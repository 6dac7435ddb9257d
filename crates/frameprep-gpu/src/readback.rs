//! GPU-to-CPU readback of surfaces.

use std::sync::mpsc;

use frameprep_core::{Dims, FrameImage};

use crate::buffers::{BYTES_PER_PIXEL, GpuSurface, extent};
use crate::context::GpuContext;
use crate::error::PrepError;

/// Row pitch for texture-to-buffer copies, padded to wgpu's 256-byte rule.
pub fn padded_bytes_per_row(width: u32) -> u32 {
    let unpadded = width * BYTES_PER_PIXEL;
    unpadded.div_ceil(wgpu::COPY_BYTES_PER_ROW_ALIGNMENT) * wgpu::COPY_BYTES_PER_ROW_ALIGNMENT
}

/// Download `surface` into a [`FrameImage`]. Blocks until the GPU is done.
pub fn download_surface(ctx: &GpuContext, surface: &GpuSurface) -> Result<FrameImage, PrepError> {
    let dims = surface.dims();
    let padded_row = padded_bytes_per_row(dims.width);
    let size = u64::from(padded_row) * u64::from(dims.height);

    let staging = ctx.allocate("frameprep_readback_staging", |device| {
        device.create_buffer(&wgpu::BufferDescriptor {
            label: Some("frameprep_readback_staging"),
            size,
            usage: wgpu::BufferUsages::COPY_DST | wgpu::BufferUsages::MAP_READ,
            mapped_at_creation: false,
        })
    })?;

    let mut encoder = ctx
        .device
        .create_command_encoder(&wgpu::CommandEncoderDescriptor {
            label: Some("frameprep_readback_encoder"),
        });
    encoder.copy_texture_to_buffer(
        wgpu::TexelCopyTextureInfo {
            texture: surface.texture(),
            mip_level: 0,
            origin: wgpu::Origin3d::ZERO,
            aspect: wgpu::TextureAspect::All,
        },
        wgpu::TexelCopyBufferInfo {
            buffer: &staging,
            layout: wgpu::TexelCopyBufferLayout {
                offset: 0,
                bytes_per_row: Some(padded_row),
                rows_per_image: Some(dims.height),
            },
        },
        extent(dims),
    );
    ctx.queue.submit(std::iter::once(encoder.finish()));

    let (tx, rx) = mpsc::channel();
    staging
        .slice(..)
        .map_async(wgpu::MapMode::Read, move |result| {
            let _ = tx.send(result);
        });
    ctx.device
        .poll(wgpu::PollType::wait_indefinitely())
        .map_err(|err| readback_error(dims, err))?;
    rx.recv()
        .map_err(|err| readback_error(dims, err))?
        .map_err(|err| readback_error(dims, err))?;

    let pixels = {
        let data = staging.slice(..).get_mapped_range();
        unpack_rows(&data, dims, padded_row)
    };
    staging.unmap();
    staging.destroy();

    Ok(FrameImage {
        width: dims.width,
        height: dims.height,
        pixels,
    })
}

fn unpack_rows(data: &[u8], dims: Dims, padded_row: u32) -> Vec<[f32; 4]> {
    let row_bytes = (dims.width * BYTES_PER_PIXEL) as usize;
    let mut pixels = Vec::with_capacity(dims.pixel_count());
    for row in data.chunks_exact(padded_row as usize).take(dims.height as usize) {
        pixels.extend(
            row[..row_bytes]
                .chunks_exact(BYTES_PER_PIXEL as usize)
                .map(bytemuck::pod_read_unaligned::<[f32; 4]>),
        );
    }
    pixels
}

fn readback_error(dims: Dims, err: impl std::fmt::Display) -> PrepError {
    PrepError::Readback {
        dims,
        message: err.to_string(),
    }
}
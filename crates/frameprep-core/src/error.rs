use glam::UVec2;

/// The normalization blob could not be decoded.
///
/// Recovered inside [`crate::profile::NormalizationProfile::load`]; only
/// [`crate::profile::NormalizationProfile::parse`] hands it to callers.
#[derive(Debug, thiserror::Error)]
pub enum ConfigParseError {
    #[error("invalid normalization config: {0}")]
    Json(#[from] serde_json::Error),
}

/// A crop or resize request that does not fit the surfaces involved.
#[derive(Debug, Clone, Copy, PartialEq, thiserror::Error)]
pub enum GeometryError {
    #[error("crop size must be non-zero, got {size}")]
    EmptyRegion { size: UVec2 },
    #[error("crop offset must be non-negative, got {offset}")]
    NegativeOffset { offset: glam::IVec2 },
    #[error("crop size must be positive, got {size}")]
    NegativeSize { size: glam::IVec2 },
    #[error("crop rectangle has non-finite components")]
    NonFinite,
    #[error("crop [{offset}, {end}) exceeds source bounds {bounds}")]
    OutOfBounds { offset: UVec2, end: UVec2, bounds: UVec2 },
    #[error("destination is {actual}, expected {expected}")]
    SizeMismatch { expected: UVec2, actual: UVec2 },
    #[error("center crop {crop_size} is larger than the resized short side {short_side}")]
    CropExceedsResize { crop_size: u32, short_side: u32 },
}

/// A frame file could not be read or decoded.
#[derive(Debug, thiserror::Error)]
pub enum ImageLoadError {
    #[error("failed to decode image: {0}")]
    Decode(#[from] ::image::ImageError),
}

* * *

=== Task directions ===
Whatever the number of entries above, each one is to be copied exactly.

=== Problem solution ===
repository 6dac7435ddb9257d
filename crates/frameprep-gpu/src/readback.rs
//! GPU-to-CPU readback of surfaces.

use std::sync::mpsc;

use frameprep_core::{Dims, FrameImage};

use crate::buffers::{BYTES_PER_PIXEL, GpuSurface, extent};
use crate::context::GpuContext;
use crate::error::PrepError;

/// Row pitch for texture-to-buffer copies, padded to wgpu's 256-byte rule.
pub fn padded_bytes_per_row(width: u32) -> u32 {
    let unpadded = width * BYTES_PER_PIXEL;
    unpadded.div_ceil(wgpu::COPY_BYTES_PER_ROW_ALIGNMENT) * wgpu::COPY_BYTES_PER_ROW_ALIGNMENT
}

/// Download `surface` into a [`FrameImage`]. Blocks until the GPU is done.
pub fn download_surface(ctx: &GpuContext, surface: &GpuSurface) -> Result<FrameImage, PrepError> {
    let dims = surface.dims();
    let padded_row = padded_bytes_per_row(dims.width);
    let size = u64::from(padded_row) * u64::from(dims.height);

    let staging = ctx.allocate("frameprep_readback_staging", |device| {
        device.create_buffer(&wgpu::BufferDescriptor {
            label: Some("frameprep_readback_staging"),
            size,
            usage: wgpu::BufferUsages::COPY_DST | wgpu::BufferUsages::MAP_READ,
            mapped_at_creation: false,
        })
    })?;

    let mut encoder = ctx
        .device
        .create_command_encoder(&wgpu::CommandEncoderDescriptor {
            label: Some("frameprep_readback_encoder"),
        });
    encoder.copy_texture_to_buffer(
        wgpu::TexelCopyTextureInfo {
            texture: surface.texture(),
            mip_level: 0,
            origin: wgpu::Origin3d::ZERO,
            aspect: wgpu::TextureAspect::All,
        },
        wgpu::TexelCopyBufferInfo {
            buffer: &staging,
            layout: wgpu::TexelCopyBufferLayout {
                offset: 0,
                bytes_per_row: Some(padded_row),
                rows_per_image: Some(dims.height),
            },
        },
        extent(dims),
    );
    ctx.queue.submit(std::iter::once(encoder.finish()));

    let (tx, rx) = mpsc::channel();
    staging
        .slice(..)
        .map_async(wgpu::MapMode::Read, move |result| {
            let _ = tx.send(result);
        });
    ctx.device
        .poll(wgpu::PollType::wait_indefinitely())
        .map_err(|err| readback_error(dims, err))?;
    rx.recv()
        .map_err(|err| readback_error(dims, err))?
        .map_err(|err| readback_error(dims, err))?;

    let pixels = {
        let data = staging.slice(..).get_mapped_range();
        unpack_rows(&data, dims, padded_row)
    };
    staging.unmap();
    staging.destroy();

    Ok(FrameImage {
        width: dims.width,
        height: dims.height,
        pixels,
    })
}

fn unpack_rows(data: &[u8], dims: Dims, padded_row: u32) -> Vec<[f32; 4]> {
    let row_bytes = (dims.width * BYTES_PER_PIXEL) as usize;
    let mut pixels = Vec::with_capacity(dims.pixel_count());
    for row in data.chunks_exact(padded_row as usize).take(dims.height as usize) {
        pixels.extend(
            row[..row_bytes]
                .chunks_exact(BYTES_PER_PIXEL as usize)
                .map(bytemuck::pod_read_unaligned::<[f32; 4]>),
        );
    }
    pixels
}

fn readback_error(dims: Dims, err: impl std::fmt::Display) -> PrepError {
    PrepError::Readback {
        dims,
        message: err.to_string(),
    }
}
filename crates/frameprep-core/src/error.rs
use glam::UVec2;

/// The normalization blob could not be decoded.
///
/// Recovered inside [`crate::profile::NormalizationProfile::load`]; only
/// [`crate::profile::NormalizationProfile::parse`] hands it to callers.
#[derive(Debug, thiserror::Error)]
pub enum ConfigParseError {
    #[error("invalid normalization config: {0}")]
    Json(#[from] serde_json::Error),
}

/// A crop or resize request that does not fit the surfaces involved.
#[derive(Debug, Clone, Copy, PartialEq, thiserror::Error)]
pub enum GeometryError {
    #[error("crop size must be non-zero, got {size}")]
    EmptyRegion { size: UVec2 },
    #[error("crop offset must be non-negative, got {offset}")]
    NegativeOffset { offset: glam::IVec2 },
    #[error("crop size must be positive, got {size}")]
    NegativeSize { size: glam::IVec2 },
    #[error("crop rectangle has non-finite components")]
    NonFinite,
    #[error("crop [{offset}, {end}) exceeds source bounds {bounds}")]
    OutOfBounds { offset: UVec2, end: UVec2, bounds: UVec2 },
    #[error("destination is {actual}, expected {expected}")]
    SizeMismatch { expected: UVec2, actual: UVec2 },
    #[error("center crop {crop_size} is larger than the resized short side {short_side}")]
    CropExceedsResize { crop_size: u32, short_side: u32 },
}

/// A frame file could not be read or decoded.
#[derive(Debug, thiserror::Error)]
pub enum ImageLoadError {
    #[error("failed to decode image: {0}")]
    Decode(#[from] ::image::ImageError),
}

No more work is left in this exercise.